## Task description
Of the records that follow, copy only the lines from the line containing "let archived = tracker.complete_day().await?;" to the line containing "(Some(servings), None, None)", both included, exactly as written.

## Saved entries
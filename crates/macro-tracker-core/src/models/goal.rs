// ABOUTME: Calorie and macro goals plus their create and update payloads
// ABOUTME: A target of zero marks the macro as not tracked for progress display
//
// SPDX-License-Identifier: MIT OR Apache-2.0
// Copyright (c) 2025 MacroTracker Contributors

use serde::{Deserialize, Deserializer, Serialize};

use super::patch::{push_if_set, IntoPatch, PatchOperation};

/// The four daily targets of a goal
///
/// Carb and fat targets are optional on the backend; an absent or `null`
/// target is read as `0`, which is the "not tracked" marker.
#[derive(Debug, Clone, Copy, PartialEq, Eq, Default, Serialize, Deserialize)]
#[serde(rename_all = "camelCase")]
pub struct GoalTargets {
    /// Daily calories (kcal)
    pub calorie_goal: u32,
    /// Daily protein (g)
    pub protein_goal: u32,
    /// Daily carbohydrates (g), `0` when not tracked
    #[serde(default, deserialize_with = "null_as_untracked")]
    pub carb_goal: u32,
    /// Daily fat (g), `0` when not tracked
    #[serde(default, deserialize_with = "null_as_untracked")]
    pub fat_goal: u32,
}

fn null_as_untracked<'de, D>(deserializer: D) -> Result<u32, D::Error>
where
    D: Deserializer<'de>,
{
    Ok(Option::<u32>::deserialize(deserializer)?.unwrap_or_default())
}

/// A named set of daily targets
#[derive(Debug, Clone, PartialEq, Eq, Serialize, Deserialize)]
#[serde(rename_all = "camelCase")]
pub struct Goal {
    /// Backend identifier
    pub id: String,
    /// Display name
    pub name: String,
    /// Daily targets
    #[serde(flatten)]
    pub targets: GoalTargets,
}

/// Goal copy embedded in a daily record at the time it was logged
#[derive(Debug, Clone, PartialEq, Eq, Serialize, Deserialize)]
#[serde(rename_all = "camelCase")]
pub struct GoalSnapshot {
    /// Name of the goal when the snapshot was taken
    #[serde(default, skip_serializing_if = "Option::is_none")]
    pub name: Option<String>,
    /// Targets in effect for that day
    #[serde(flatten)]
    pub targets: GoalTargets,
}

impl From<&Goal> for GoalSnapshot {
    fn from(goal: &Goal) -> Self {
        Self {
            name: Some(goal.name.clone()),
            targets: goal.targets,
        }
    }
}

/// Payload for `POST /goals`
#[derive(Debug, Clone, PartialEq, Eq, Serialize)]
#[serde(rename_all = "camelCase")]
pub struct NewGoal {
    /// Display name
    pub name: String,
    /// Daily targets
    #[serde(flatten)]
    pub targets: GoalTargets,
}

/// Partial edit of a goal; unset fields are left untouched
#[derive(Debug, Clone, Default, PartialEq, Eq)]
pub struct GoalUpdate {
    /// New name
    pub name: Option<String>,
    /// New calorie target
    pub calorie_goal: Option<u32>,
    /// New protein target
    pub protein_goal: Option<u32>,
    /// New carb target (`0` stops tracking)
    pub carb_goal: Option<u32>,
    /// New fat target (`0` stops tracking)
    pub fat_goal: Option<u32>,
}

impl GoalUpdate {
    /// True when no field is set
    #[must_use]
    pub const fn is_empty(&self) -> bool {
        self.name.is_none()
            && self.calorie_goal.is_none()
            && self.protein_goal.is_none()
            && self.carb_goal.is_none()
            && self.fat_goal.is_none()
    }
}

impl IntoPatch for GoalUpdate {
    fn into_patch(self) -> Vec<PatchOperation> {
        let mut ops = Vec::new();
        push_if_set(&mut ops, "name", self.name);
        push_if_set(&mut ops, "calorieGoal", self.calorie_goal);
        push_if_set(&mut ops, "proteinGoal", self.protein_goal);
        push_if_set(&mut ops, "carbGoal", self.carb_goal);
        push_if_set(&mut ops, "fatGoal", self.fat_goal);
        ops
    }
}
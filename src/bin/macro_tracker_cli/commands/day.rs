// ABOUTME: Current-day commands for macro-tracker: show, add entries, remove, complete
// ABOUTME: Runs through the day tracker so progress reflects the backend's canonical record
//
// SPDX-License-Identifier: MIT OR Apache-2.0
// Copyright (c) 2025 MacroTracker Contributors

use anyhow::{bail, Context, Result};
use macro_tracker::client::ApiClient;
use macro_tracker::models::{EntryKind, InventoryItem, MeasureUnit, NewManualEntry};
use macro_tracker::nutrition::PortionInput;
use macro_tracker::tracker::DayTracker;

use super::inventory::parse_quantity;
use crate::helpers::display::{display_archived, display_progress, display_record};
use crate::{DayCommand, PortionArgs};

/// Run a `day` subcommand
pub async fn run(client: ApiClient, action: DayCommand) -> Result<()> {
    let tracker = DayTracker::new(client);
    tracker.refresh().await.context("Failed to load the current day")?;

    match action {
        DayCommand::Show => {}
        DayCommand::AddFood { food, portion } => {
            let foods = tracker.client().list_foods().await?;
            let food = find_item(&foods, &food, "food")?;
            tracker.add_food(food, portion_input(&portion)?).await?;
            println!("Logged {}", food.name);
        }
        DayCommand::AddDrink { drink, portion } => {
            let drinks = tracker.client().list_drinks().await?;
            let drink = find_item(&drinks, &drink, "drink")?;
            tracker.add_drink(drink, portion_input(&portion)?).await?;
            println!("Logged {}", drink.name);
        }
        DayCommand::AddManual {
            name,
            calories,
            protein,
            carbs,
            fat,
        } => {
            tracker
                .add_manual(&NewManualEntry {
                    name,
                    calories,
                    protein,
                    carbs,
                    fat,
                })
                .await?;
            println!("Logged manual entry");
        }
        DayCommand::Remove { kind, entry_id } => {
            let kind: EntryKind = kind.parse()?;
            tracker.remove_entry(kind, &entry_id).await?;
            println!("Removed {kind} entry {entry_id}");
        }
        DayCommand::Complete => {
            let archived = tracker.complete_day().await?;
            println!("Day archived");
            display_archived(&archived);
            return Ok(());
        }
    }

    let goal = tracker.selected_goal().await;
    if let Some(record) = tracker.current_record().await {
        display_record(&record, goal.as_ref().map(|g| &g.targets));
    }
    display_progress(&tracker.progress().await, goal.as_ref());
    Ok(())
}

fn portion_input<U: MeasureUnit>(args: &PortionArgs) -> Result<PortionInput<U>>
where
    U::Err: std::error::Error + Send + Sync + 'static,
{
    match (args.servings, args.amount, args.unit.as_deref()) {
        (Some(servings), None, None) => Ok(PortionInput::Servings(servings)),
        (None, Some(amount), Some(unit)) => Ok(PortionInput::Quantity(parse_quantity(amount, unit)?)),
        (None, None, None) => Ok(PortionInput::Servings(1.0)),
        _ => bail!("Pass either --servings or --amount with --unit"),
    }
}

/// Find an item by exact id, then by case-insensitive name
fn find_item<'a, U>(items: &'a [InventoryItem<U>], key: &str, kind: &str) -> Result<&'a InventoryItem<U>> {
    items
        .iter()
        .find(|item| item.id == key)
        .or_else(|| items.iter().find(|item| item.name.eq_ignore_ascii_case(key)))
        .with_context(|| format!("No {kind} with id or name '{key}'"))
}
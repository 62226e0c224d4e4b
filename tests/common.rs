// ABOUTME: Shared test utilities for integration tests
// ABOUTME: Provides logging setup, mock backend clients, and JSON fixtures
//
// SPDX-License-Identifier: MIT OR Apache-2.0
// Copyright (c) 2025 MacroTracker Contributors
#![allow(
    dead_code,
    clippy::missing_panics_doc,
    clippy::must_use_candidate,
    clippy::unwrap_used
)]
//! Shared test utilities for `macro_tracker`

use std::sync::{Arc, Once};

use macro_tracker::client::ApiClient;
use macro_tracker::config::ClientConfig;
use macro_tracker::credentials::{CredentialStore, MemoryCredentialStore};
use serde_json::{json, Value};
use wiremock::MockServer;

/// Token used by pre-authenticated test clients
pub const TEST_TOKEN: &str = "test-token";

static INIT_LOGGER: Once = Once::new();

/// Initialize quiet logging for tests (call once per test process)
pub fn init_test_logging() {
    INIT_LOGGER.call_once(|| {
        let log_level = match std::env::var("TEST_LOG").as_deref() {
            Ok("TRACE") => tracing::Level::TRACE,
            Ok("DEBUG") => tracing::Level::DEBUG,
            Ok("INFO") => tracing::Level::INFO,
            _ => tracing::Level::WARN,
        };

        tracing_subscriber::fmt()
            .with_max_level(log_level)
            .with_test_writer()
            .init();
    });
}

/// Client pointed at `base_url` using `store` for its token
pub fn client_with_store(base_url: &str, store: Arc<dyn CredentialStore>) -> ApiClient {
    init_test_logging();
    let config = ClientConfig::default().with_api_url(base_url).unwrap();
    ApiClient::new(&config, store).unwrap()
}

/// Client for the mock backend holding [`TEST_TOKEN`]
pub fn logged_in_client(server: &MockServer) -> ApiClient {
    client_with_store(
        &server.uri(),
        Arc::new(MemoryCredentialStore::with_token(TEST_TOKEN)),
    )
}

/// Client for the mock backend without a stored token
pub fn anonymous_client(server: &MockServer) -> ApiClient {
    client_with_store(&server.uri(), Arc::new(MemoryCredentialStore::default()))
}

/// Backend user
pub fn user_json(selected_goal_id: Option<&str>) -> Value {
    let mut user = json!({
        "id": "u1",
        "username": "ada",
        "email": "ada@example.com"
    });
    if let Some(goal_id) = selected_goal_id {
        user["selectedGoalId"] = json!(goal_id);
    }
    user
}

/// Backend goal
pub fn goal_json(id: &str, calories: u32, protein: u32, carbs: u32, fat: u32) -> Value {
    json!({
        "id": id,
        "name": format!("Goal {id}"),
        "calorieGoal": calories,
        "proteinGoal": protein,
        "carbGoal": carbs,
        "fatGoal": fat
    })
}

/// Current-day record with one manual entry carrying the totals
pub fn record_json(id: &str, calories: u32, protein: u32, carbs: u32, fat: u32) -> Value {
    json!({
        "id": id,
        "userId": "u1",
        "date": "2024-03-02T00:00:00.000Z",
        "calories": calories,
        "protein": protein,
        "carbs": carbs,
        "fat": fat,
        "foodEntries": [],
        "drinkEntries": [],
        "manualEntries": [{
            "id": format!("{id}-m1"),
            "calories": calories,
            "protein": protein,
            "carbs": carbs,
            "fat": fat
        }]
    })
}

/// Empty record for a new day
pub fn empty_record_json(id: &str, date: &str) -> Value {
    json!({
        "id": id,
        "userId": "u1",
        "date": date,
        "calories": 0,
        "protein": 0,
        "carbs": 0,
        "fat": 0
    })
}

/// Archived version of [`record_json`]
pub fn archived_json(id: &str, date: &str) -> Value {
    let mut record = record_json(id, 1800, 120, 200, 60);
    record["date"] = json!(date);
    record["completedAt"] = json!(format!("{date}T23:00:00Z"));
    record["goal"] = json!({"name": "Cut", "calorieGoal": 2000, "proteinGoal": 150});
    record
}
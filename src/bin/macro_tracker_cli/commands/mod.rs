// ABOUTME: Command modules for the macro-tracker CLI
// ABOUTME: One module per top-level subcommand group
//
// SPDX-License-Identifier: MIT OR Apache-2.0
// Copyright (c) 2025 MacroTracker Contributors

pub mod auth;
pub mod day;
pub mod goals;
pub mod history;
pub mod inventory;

## Answer space
            let archived = tracker.complete_day().await?;
            println!("Day archived");
            display_archived(&archived);
            return Ok(());
        }
    }

    let goal = tracker.selected_goal().await;
    if let Some(record) = tracker.current_record().await {
        display_record(&record, goal.as_ref().map(|g| &g.targets));
    }
    display_progress(&tracker.progress().await, goal.as_ref());
    Ok(())
}

fn portion_input<U: MeasureUnit>(args: &PortionArgs) -> Result<PortionInput<U>>
where
    U::Err: std::error::Error + Send + Sync + 'static,
{
    match (args.servings, args.amount, args.unit.as_deref()) {
        (Some(servings), None, None) => Ok(PortionInput::Servings(servings)),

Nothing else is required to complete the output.